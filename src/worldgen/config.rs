use serde::{Deserialize, Serialize};

use crate::error::MapError;

/// Grid dimensions plus the intended player counts.
#[derive(Debug, Clone, Copy, PartialEq, Eq, Hash, Serialize, Deserialize)]
#[serde(into = "String", try_from = "String")]
pub enum MapSize {
    Duel,
    Tiny,
    Small,
    Standard,
}

string_enum!(MapSize {
    Duel => "duel",
    Tiny => "tiny",
    Small => "small",
    Standard => "standard",
});

impl MapSize {
    pub const ALL: [MapSize; 4] = [MapSize::Duel, MapSize::Tiny, MapSize::Small, MapSize::Standard];

    /// Width and height of the grid.
    pub fn dimensions(self) -> (i32, i32) {
        match self {
            MapSize::Duel => (32, 22),
            MapSize::Tiny => (42, 32),
            MapSize::Small => (52, 42),
            MapSize::Standard => (62, 52),
        }
    }

    pub fn num_players(self) -> usize {
        match self {
            MapSize::Duel => 2,
            MapSize::Tiny => 3,
            MapSize::Small => 4,
            MapSize::Standard => 6,
        }
    }

    pub fn num_city_states(self) -> usize {
        match self {
            MapSize::Duel => 3,
            MapSize::Tiny => 6,
            MapSize::Small => 9,
            MapSize::Standard => 12,
        }
    }

    /// The size whose tile count is closest to `width * height`.
    pub fn best_matching(width: i32, height: i32) -> MapSize {
        let area = width * height;
        let mut best = MapSize::Duel;
        let mut best_delta = i32::MAX;
        for size in MapSize::ALL {
            let (w, h) = size.dimensions();
            let delta = (w * h - area).abs();
            if delta < best_delta {
                best = size;
                best_delta = delta;
            }
        }
        best
    }
}

/// Overall landmass shape. Drives the noise octaves and the water share.
#[derive(Debug, Clone, Copy, PartialEq, Eq, Hash, Serialize, Deserialize)]
#[serde(into = "String", try_from = "String")]
pub enum MapType {
    Continents,
    Pangaea,
    Archipelago,
    Earth,
}

string_enum!(MapType {
    Continents => "continents",
    Pangaea => "pangaea",
    Archipelago => "archipelago",
    Earth => "earth",
});

impl MapType {
    /// Noise octaves for the elevation field. Fewer octaves clump land into
    /// one mass, more break it apart.
    pub fn octaves(self) -> u32 {
        match self {
            MapType::Pangaea => 2,
            MapType::Archipelago => 8,
            MapType::Continents | MapType::Earth => 4,
        }
    }

    /// Fraction of the map that ends up water.
    pub fn water_fraction(self) -> f64 {
        match self {
            MapType::Continents => 0.52,
            _ => 0.65,
        }
    }
}

/// Geological age of the world. Older worlds are flatter.
#[derive(Debug, Clone, Copy, PartialEq, Eq, Hash, Serialize, Deserialize)]
#[serde(into = "String", try_from = "String")]
pub enum MapAge {
    Young,
    Normal,
    Old,
}

string_enum!(MapAge {
    Young => "young",
    Normal => "normal",
    Old => "old",
});

impl MapAge {
    /// Fraction of land tiles that become mountains.
    pub fn mountain_fraction(self) -> f64 {
        match self {
            MapAge::Young => 0.08,
            MapAge::Normal => 0.06,
            MapAge::Old => 0.04,
        }
    }
}

/// Configuration for a generation run.
#[derive(Debug, Clone)]
pub struct MapOptions {
    pub size: MapSize,
    pub map_type: MapType,
    pub age: MapAge,
    /// Target number of rivers.
    pub rivers: u32,
    /// RNG seed for deterministic generation.
    pub seed: u64,
}

impl Default for MapOptions {
    fn default() -> Self {
        MapOptions {
            size: MapSize::Standard,
            map_type: MapType::Continents,
            age: MapAge::Normal,
            rivers: 8,
            seed: 42,
        }
    }
}

impl MapOptions {
    /// Rejects configurations before any grid mutation happens.
    pub fn validate(&self) -> Result<(), MapError> {
        let (width, height) = self.size.dimensions();
        if width <= 0 || height <= 0 {
            return Err(MapError::InvalidConfiguration(format!(
                "map size {} has degenerate dimensions {width}x{height}",
                self.size
            )));
        }
        Ok(())
    }
}
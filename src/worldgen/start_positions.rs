use crate::error::MapError;
use crate::hex::HexPoint;
use crate::map::{FeatureType, MapModel, TerrainType, UnitMovementType};

use super::config::MapOptions;

/// Minimum hex distance between any two start positions.
const MIN_SEPARATION: i32 = 8;

/// Weight of the center tile relative to its surroundings when scoring a
/// candidate start.
const CENTER_WEIGHT: i32 = 3;

/// How desirable a single tile is for settling nearby.
pub fn placement_fertility(map: &MapModel, point: HexPoint) -> Result<i32, MapError> {
    let tile = map.tile(point)?;

    let mut fertility = match tile.feature {
        FeatureType::Mountains | FeatureType::MountEverest | FeatureType::MountKilimanjaro => 1,
        FeatureType::Forest => 4,
        FeatureType::Rainforest => 3,
        FeatureType::Marsh => 3,
        FeatureType::Ice => -1,
        FeatureType::Oasis => 6,
        FeatureType::Floodplains => 6,
        _ => match tile.terrain {
            TerrainType::Grass => 4,
            TerrainType::Plains => 4,
            TerrainType::Desert => 1,
            TerrainType::Tundra => 2,
            TerrainType::Snow => 1,
            TerrainType::Shore => 4,
            TerrainType::Ocean => 2,
        },
    };

    if tile.is_hills && fertility == 1 {
        fertility = 2;
    }

    if tile.feature == FeatureType::Reef || tile.feature == FeatureType::GreatBarrierReef {
        fertility += 2;
    } else if tile.feature == FeatureType::Atoll {
        fertility += 4;
    }

    if map.river_at(point) {
        fertility += 1;
    }
    if map.is_fresh_water_at(point) {
        fertility += 1;
    }
    if !tile.feature.is_mountainous() && map.is_coastal_at(point) {
        fertility += 2;
    }

    Ok(fertility)
}

/// Picks player and city-state start positions greedily by neighborhood
/// fertility, keeping everyone at least [`MIN_SEPARATION`] apart.
pub fn choose_start_positions(map: &mut MapModel, options: &MapOptions) -> Result<(), MapError> {
    let mut scored: Vec<(HexPoint, i32)> = Vec::new();

    for point in map.points() {
        let tile = map.tile(point)?;
        if tile.is_water() || tile.is_impassable(UnitMovementType::Walk) {
            continue;
        }

        let mut score = (CENTER_WEIGHT - 1) * placement_fertility(map, point)?;
        for area_point in point.area_with_radius(2) {
            if map.valid(area_point) {
                score += placement_fertility(map, area_point)?;
            }
        }
        scored.push((point, score));
    }

    // stable sort keeps the scan order as the tie-breaker, so results are
    // deterministic for a given map
    scored.sort_by(|a, b| b.1.cmp(&a.1));

    let mut taken: Vec<HexPoint> = Vec::new();
    let mut players = Vec::new();
    let mut city_states = Vec::new();

    for &(point, _) in &scored {
        if players.len() >= options.size.num_players() {
            break;
        }
        if taken.iter().all(|&other| point.distance(other) >= MIN_SEPARATION) {
            players.push(point);
            taken.push(point);
        }
    }

    for &(point, _) in &scored {
        if city_states.len() >= options.size.num_city_states() {
            break;
        }
        if taken.iter().all(|&other| point.distance(other) >= MIN_SEPARATION) {
            city_states.push(point);
            taken.push(point);
        }
    }

    if players.len() < options.size.num_players() {
        tracing::warn!(
            "only {} of {} player starts found",
            players.len(),
            options.size.num_players()
        );
    }
    tracing::info!(
        "start positions: {} players, {} city states",
        players.len(),
        city_states.len()
    );

    map.player_starts = players;
    map.city_state_starts = city_states;

    Ok(())
}

#[cfg(test)]
mod tests {
    use super::*;
    use crate::map::FlowDirection;
    use crate::worldgen::config::MapSize;

    fn grass_map(width: i32, height: i32) -> MapModel {
        let mut map = MapModel::new(width, height).unwrap();
        for point in map.points() {
            map.tile_mut(point).unwrap().terrain = TerrainType::Grass;
        }
        map
    }

    #[test]
    fn fertility_prefers_rivers_and_coasts() {
        let mut map = grass_map(10, 10);
        let inland = HexPoint::new(5, 5);
        let base = placement_fertility(&map, inland).unwrap();

        map.tile_mut(inland)
            .unwrap()
            .set_river_flow(FlowDirection::East);
        let riverside = placement_fertility(&map, inland).unwrap();
        assert!(riverside > base);
    }

    #[test]
    fn ice_is_actively_undesirable() {
        let mut map = grass_map(6, 6);
        let point = HexPoint::new(2, 2);
        map.tile_mut(point).unwrap().terrain = TerrainType::Shore;
        map.tile_mut(point).unwrap().feature = FeatureType::Ice;
        assert!(placement_fertility(&map, point).unwrap() <= 1);
    }

    #[test]
    fn starts_keep_their_distance() {
        let mut map = grass_map(32, 22);
        let options = MapOptions {
            size: MapSize::Duel,
            ..MapOptions::default()
        };
        choose_start_positions(&mut map, &options).unwrap();

        assert_eq!(map.player_starts.len(), 2);
        assert_eq!(map.city_state_starts.len(), 3);

        let mut all = map.player_starts.clone();
        all.extend(map.city_state_starts.clone());
        for (i, &a) in all.iter().enumerate() {
            for &b in all.iter().skip(i + 1) {
                assert!(a.distance(b) >= MIN_SEPARATION, "{a} and {b} too close");
            }
        }
    }

    #[test]
    fn starts_are_on_passable_land() {
        let mut map = grass_map(32, 22);
        let options = MapOptions {
            size: MapSize::Duel,
            ..MapOptions::default()
        };
        choose_start_positions(&mut map, &options).unwrap();

        for &start in map.player_starts.iter().chain(&map.city_state_starts) {
            let tile = map.tile(start).unwrap();
            assert!(tile.is_land());
            assert!(!tile.is_impassable(UnitMovementType::Walk));
        }
    }
}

» PROBLEM STATEMENT: Report each line above that includes the string "MapOptions".

» OUTPUT OF THE TASK:
pub struct MapOptions {
impl Default for MapOptions {
        MapOptions {
impl MapOptions {
use super::config::MapOptions;
pub fn choose_start_positions(map: &mut MapModel, options: &MapOptions) -> Result<(), MapError> {
        let options = MapOptions {
            ..MapOptions::default()
        let options = MapOptions {
            ..MapOptions::default()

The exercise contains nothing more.